4. Linear Support Vector Machine Algorithm (LinearSVC, Linear Support Vector Classification) (supervised learning)

Linear Support Vector Machine, Linear Support Vector Classification.
is similar to SVC with a linear parameter kernel (SVC(kernel='linear') ), but using liblinear instead of libsvm, so 在选择惩罚和损失函数时更具灵活性，并能更好地扩展到大量样本

SVC(kernel=’linear’) and LinearSVC() are similar, except that LinearSVC() is implemented through liblinear; and SVC(kernel='linear') is implemented through libsvm; compared to SVC(kernel ='linear'), LinearSVC) (more flexibility in choosing penalty and loss functions, and scales better to large numbers of samples

1. Algorithm idea

Essentially it is an optimization in SVM, and the principles are similar. For detailed algorithm ideas, you can refer to the blog post: 3. Support Vector Machine Algorithm (SVC, Support Vector Classification) (with supervised learning)

2. Official website API

Official website API

class sklearn.svm.LinearSVC(penalty='l2', loss='squared_hinge', *, dual='warn', tol=0.0001, C=1.0, multi_class='ovr', fit_intercept=True, intercept_scaling=1, class_weight=None, verbose=0, random_state=None, max_iter=1000)

There are quite a lot of parameters here. For specific parameter usage, you can learn based on the demo provided on the official website and try it more; here are some commonly used parameters for explanation.
Guide package:from sklearn.svm import LinearSVC

①Penalty item penalty

Selection of the penalty term, specifying the specification used in the penalty
The l2 penalty is the standard used by SVC, l1 will cause the coef_vector to be sparse
Regular To put it bluntly, transformation is a constraint on the loss function

In linear regression, L1 regularization, also known as Lasso regression, can produce sparse models
In linear regression, L2 regularization, also known as Ridge regression, can obtain small Parameters to prevent overfitting
specifies the norm used in the penalty. l2 "The penalty is the standard used by SVC. l1" will cause the coef_ vector to be sparse.
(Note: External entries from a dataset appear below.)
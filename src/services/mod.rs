// サービス層 - 機能別のビジネスロジック
// 共有出力バッファ・設定・進捗監視・永続化をそれぞれ独立した責任として持つ

pub mod config;
pub mod frame_buffer;
pub mod monitoring;
pub mod persistence;

// 公開API - 各サービスの主要機能を明示的にエクスポート
pub use config::DefaultRenderConfig;
pub use frame_buffer::{RegionView, SharedBuffer};
pub use monitoring::{ConsoleProgressReporter, NoOpProgressReporter};
pub use persistence::{
    encode_ppm, sink_for_path, write_summary_json, ImageFileSink, MemorySink, PpmSink,
};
'l1': Add L1 regularization
' l2': Add L2 regularization. By default, L2 regularization is the standard for SVC.
Can be selected in SVC()None, but there is no in LinearSVC()
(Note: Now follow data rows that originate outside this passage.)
// シーン層 - 領域ごとのレンダリング処理（パストレーサー）
// シーンはプール起動前に一度だけ構築され、以後は Arc で共有される不変オブジェクト

pub mod camera;
pub mod geometry;
pub mod sampler;
pub mod tracer;
pub mod vec3;

pub use camera::Camera;
pub use geometry::{Material, Ray, Sphere};
pub use sampler::Erand48;
pub use tracer::PathTracer;
pub use vec3::Vec3;

use anyhow::{Context, Result};
use serde::{Deserialize, Serialize};
use std::path::Path;

/// 光線が当たった球とその距離
#[derive(Debug, Clone, Copy, PartialEq)]
pub struct Hit {
    pub distance: f64,
    pub index: usize,
}

/// 球の集合からなる不変シーン
#[derive(Debug, Clone, PartialEq, Serialize, Deserialize)]
pub struct Scene {
    spheres: Vec<Sphere>,
}

impl Scene {
    pub fn new(spheres: Vec<Sphere>) -> Self {
        Self { spheres }
    }

    /// 壁・鏡面球・ガラス球・天井光源からなるコーネルボックス
    pub fn cornell_box() -> Self {
        let zero = Vec3::zero();
        let gray = Vec3::splat(0.75);
        Self::new(vec![
            Sphere::new(1e5, Vec3::new(1e5 + 1.0, 40.8, 81.6), zero, Vec3::new(0.75, 0.25, 0.25), Material::Diffuse), // 左
            Sphere::new(1e5, Vec3::new(-1e5 + 99.0, 40.8, 81.6), zero, Vec3::new(0.25, 0.25, 0.75), Material::Diffuse), // 右
            Sphere::new(1e5, Vec3::new(50.0, 40.8, 1e5), zero, gray, Material::Diffuse), // 奥
            Sphere::new(1e5, Vec3::new(50.0, 40.8, -1e5 + 170.0), zero, zero, Material::Diffuse), // 手前
            Sphere::new(1e5, Vec3::new(50.0, 1e5, 81.6), zero, gray, Material::Diffuse), // 床
            Sphere::new(1e5, Vec3::new(50.0, -1e5 + 81.6, 81.6), zero, gray, Material::Diffuse), // 天井
            Sphere::new(16.5, Vec3::new(27.0, 16.5, 47.0), zero, Vec3::splat(0.999), Material::Specular), // 鏡
            Sphere::new(16.5, Vec3::new(73.0, 16.5, 78.0), zero, Vec3::splat(0.999), Material::Refractive), // ガラス
            Sphere::new(600.0, Vec3::new(50.0, 681.6 - 0.27, 81.6), Vec3::splat(12.0), zero, Material::Diffuse), // 光源
        ])
    }

    /// JSONファイルからシーンを読み込む
    pub fn from_json_file(path: &Path) -> Result<Self> {
        let file = std::fs::File::open(path)
            .with_context(|| format!("シーンファイルを開けません: {}", path.display()))?;
        let scene: Scene = serde_json::from_reader(std::io::BufReader::new(file))
            .with_context(|| format!("シーンファイルの形式が不正です: {}", path.display()))?;
        if scene.spheres.is_empty() {
            anyhow::bail!("シーンに球が1つもありません: {}", path.display());
        }
        scene
            .validate()
            .with_context(|| format!("シーンファイルの値が不正です: {}", path.display()))?;
        Ok(scene)
    }

    /// 各球の値がレンダリング可能な範囲にあるか検証
    ///
    /// 反射率の成分が1以上だとロシアンルーレットで経路が終わらない。
    pub fn validate(&self) -> Result<()> {
        for (index, sphere) in self.spheres.iter().enumerate() {
            let finite = sphere.radius.is_finite()
                && sphere.position.is_finite()
                && sphere.emission.is_finite()
                && sphere.color.is_finite();
            if !finite {
                anyhow::bail!("球 {index}: 有限でない値が含まれています");
            }
            if sphere.radius <= 0.0 {
                anyhow::bail!("球 {index}: 半径 {} は正である必要があります", sphere.radius);
            }
            if sphere.emission.min_component() < 0.0 {
                anyhow::bail!("球 {index}: 放射輝度は負にできません");
            }
            if sphere.color.min_component() < 0.0 || sphere.color.max_component() >= 1.0 {
                anyhow::bail!("球 {index}: 反射率の各成分は [0, 1) の範囲である必要があります");
            }
        }
        Ok(())
    }

    pub fn spheres(&self) -> &[Sphere] {
        &self.spheres
    }

    /// 最も近い交差。同距離の場合は後ろの球を優先
    pub fn intersect(&self, ray: &Ray) -> Option<Hit> {
        let mut nearest: Option<Hit> = None;
        for (index, sphere) in self.spheres.iter().enumerate().rev() {
            if let Some(distance) = sphere.intersect(ray) {
                if nearest.map_or(true, |hit| distance < hit.distance) {
                    nearest = Some(Hit { distance, index });
                }
            }
        }
        nearest
    }
}

impl Default for Scene {
    fn default() -> Self {
        Self::cornell_box()
    }
}

#[cfg(test)]
mod tests {
    use super::*;
    use std::io::Write;

    #[test]
    fn test_cornell_box_layout() {
        let scene = Scene::cornell_box();

        assert_eq!(scene.spheres().len(), 9);
        let lights: Vec<_> = scene
            .spheres()
            .iter()
            .filter(|s| s.emission.max_component() > 0.0)
            .collect();
        assert_eq!(lights.len(), 1);
    }

    #[test]
    fn test_ray_towards_back_wall_hits_back_wall() {
        let scene = Scene::cornell_box();
        let ray = Ray::new(Vec3::new(50.0, 60.0, 160.0), Vec3::new(0.0, 0.0, -1.0));

        let hit = scene.intersect(&ray).unwrap();
        assert_eq!(hit.index, 2);
        assert!((hit.distance - 160.0).abs() < 1e-2);
    }

    #[test]
    fn test_ray_hits_mirror_sphere_first() {
        let scene = Scene::cornell_box();
        let ray = Ray::new(Vec3::new(27.0, 16.5, 160.0), Vec3::new(0.0, 0.0, -1.0));

        let hit = scene.intersect(&ray).unwrap();
        assert_eq!(scene.spheres()[hit.index].material, Material::Specular);
    }

    #[test]
    fn test_empty_scene_never_hits() {
        let scene = Scene::new(Vec::new());
        let ray = Ray::new(Vec3::zero(), Vec3::new(0.0, 0.0, 1.0));

        assert!(scene.intersect(&ray).is_none());
    }

    #[test]
    fn test_scene_json_roundtrip_through_file() {
        let scene = Scene::cornell_box();
        let mut file = tempfile::NamedTempFile::new().unwrap();
        file.write_all(serde_json::to_string(&scene).unwrap().as_bytes())
            .unwrap();

        let loaded = Scene::from_json_file(file.path()).unwrap();
        assert_eq!(loaded.spheres().len(), scene.spheres().len());
        for (a, b) in loaded.spheres().iter().zip(scene.spheres()) {
            assert_eq!(a.material, b.material);
            assert!((a.position - b.position).length() < 1e-9);
            assert!((a.radius - b.radius).abs() < 1e-9);
        }
    }

    #[test]
    fn test_cornell_box_passes_validation() {
        assert!(Scene::cornell_box().validate().is_ok());
    }

    #[test]
    fn test_full_reflectance_rejected() {
        let white = Sphere::new(
            1000.0,
            Vec3::new(50.0, 50.0, 100.0),
            Vec3::zero(),
            Vec3::splat(1.0),
            Material::Diffuse,
        );
        let error = Scene::new(vec![white]).validate().unwrap_err();
        assert!(error.to_string().contains("反射率"));

        let mut nan = Scene::cornell_box();
        nan.spheres[0].position.x = f64::NAN;
        assert!(nan.validate().is_err());

        let mut flat = Scene::cornell_box();
        flat.spheres[1].radius = 0.0;
        assert!(flat.validate().is_err());
    }

    #[test]
    fn test_empty_scene_file_rejected() {
        let mut file = tempfile::NamedTempFile::new().unwrap();
        file.write_all(br#"{"spheres": []}"#).unwrap();

        let error = Scene::from_json_file(file.path()).unwrap_err();
        assert!(error.to_string().contains("球が1つもありません"));
    }
}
The specific official website details are as follows:
Insert image description here

Usage

LinearSVC(penalty='l2')

②Loss function loss

loss, specify the loss function
hinge is the standard SVM loss function (such as used by the SVC class, and squared_hinge is the square of the hinge loss function

The combination of penalty='l1' and loss='hinge' is not supported
Because penalty='l2' is the standard for SVC and loss=' Hinge' is a standard SVM loss function, only such matching ones can be used together

'hinge': standard SVM disfunction number
' squared_hinge': hinge suffix square

The specific official website details are as follows:
Insert image description here

Usage

LinearSVC(loss='squared_hinge')

③Regularization parameter C

The strength of the regularization is inversely proportional to C, and the penalty is the square of the L2 regularization. C is a floating point type.
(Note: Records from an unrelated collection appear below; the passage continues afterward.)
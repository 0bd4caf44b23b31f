// 48bit線形合同法による一様乱数（erand48互換）
// 領域の行ごとにシードを固定するため、スケジューリング順に依存せず結果が再現できる

const MULTIPLIER: u64 = 0x5_DEEC_E66D;
const INCREMENT: u64 = 0xB;
const MASK: u64 = (1 << 48) - 1;

#[derive(Debug, Clone, PartialEq, Eq)]
pub struct Erand48 {
    state: u64,
}

impl Erand48 {
    /// 3つの16bitワード（下位から）でシード
    pub fn new(seed: [u16; 3]) -> Self {
        let state = u64::from(seed[0]) | (u64::from(seed[1]) << 16) | (u64::from(seed[2]) << 32);
        Self { state }
    }

    /// 画像の行番号からシードを作る（`{0, 0, row^3}` の下位16bit）
    pub fn for_row(row: usize) -> Self {
        let cube = (row as u64).wrapping_mul(row as u64).wrapping_mul(row as u64);
        Self::new([0, 0, cube as u16])
    }

    /// [0, 1) の一様乱数
    pub fn next_f64(&mut self) -> f64 {
        self.state = MULTIPLIER.wrapping_mul(self.state).wrapping_add(INCREMENT) & MASK;
        self.state as f64 / (1u64 << 48) as f64
    }
}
The specific official website details are as follows:
Insert image description here

Usage

LinearSVC(C=2.0)

④dual

Whether to choose an algorithm to solve dual or primitive optimization problems, the default is True

"auto": Parameter values will be automatically selected based on the values of n_samples, n_features, loss, multi_class and penalty
If n_samples < n_features, and the optimizer supports the selection of loss, multi_class and penalty, then dual will be set to True, otherwise it will be set to False

The specific official website details are as follows:
Insert image description here

⑤Random seed random_state

If you need to control variables for comparison, it is best to set the random seed here to the same integer.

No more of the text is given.